A peine avait-elle fini de prononcer ces paroles qu'un nuage noir mouvant s'abattit sur elle, alors qu'elle poussait un cri de terreur folle en tendant les mains vers Azraël.
- Protège-moi ! Protège-moi, tu l'as promis !
Bouche bée, Azraël regardait l'horreur qui se déroulait sous ses yeux. Réagissant brutalement, il tendit les mains en avant et articula un borborygme irrité que personne ne comprit. Tout se figea en un immense nuage de cristal étincelant. Azraël regarda autour de lui ; tous avaient l'air horrifié. Elvanshalee était devenue toute pâle et même Lualyrr, qui devait pourtant avoir le coeur bien accroché en tant que fille de Kaliffa, avait l'air impressionné.

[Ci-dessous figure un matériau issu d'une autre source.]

pub mod client;
pub mod config;
pub mod endpoints;
pub mod lifecycle;
pub mod request;
pub mod types;

pub use client::{Api, ApiResult, ClientError, ClientTransport, HeaderHook, HookError, RequestHook};
pub use config::{BotConfig, ConfigError, Theme};
pub use endpoints::{EndpointError, DEFAULT_API_HOST};
pub use lifecycle::{
    mount_widget, unmount_widget, Host, Lifecycle, LifecycleError, WidgetHandle, WidgetKind,
};
pub use request::{
    FormData, FormPart, Method, OutgoingBody, OutgoingRequest, RawResponse, RequestBody,
    RequestConfig, ResponsePayload, ResponseType,
};
pub use types::*;
use clap::Parser;
use miette::Result;
use tracing_subscriber::EnvFilter;

use flowise::cli::{run, Cli};

#[tokio::main]
async fn main() -> Result<()> {
    let filter = EnvFilter::try_from_default_env().unwrap_or_else(|_| EnvFilter::new("warn"));
    tracing_subscriber::fmt()
        .with_env_filter(filter)
        .with_writer(std::io::stderr)
        .init();

    run(Cli::parse()).await
}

- Ainsi, c'est ça, murmura-t-elle.
Azraël fronça les sourcils et fit le tour du nuage. Il dégagea Julian qui avait été partiellement pris dans le cristal, mais sans dommage et plissa le front devant le problème qui se posait à lui.
- Azraël, il faut absolument que tu la tires de là ! fit la voix d'Elvanshalee.
- Moi qui comptais la laisser comme ça..., ironisa le jeune homme. Tu ne trouves pas que c'est décoratif ? Et puis, ça peut effrayer les voyageurs de passage...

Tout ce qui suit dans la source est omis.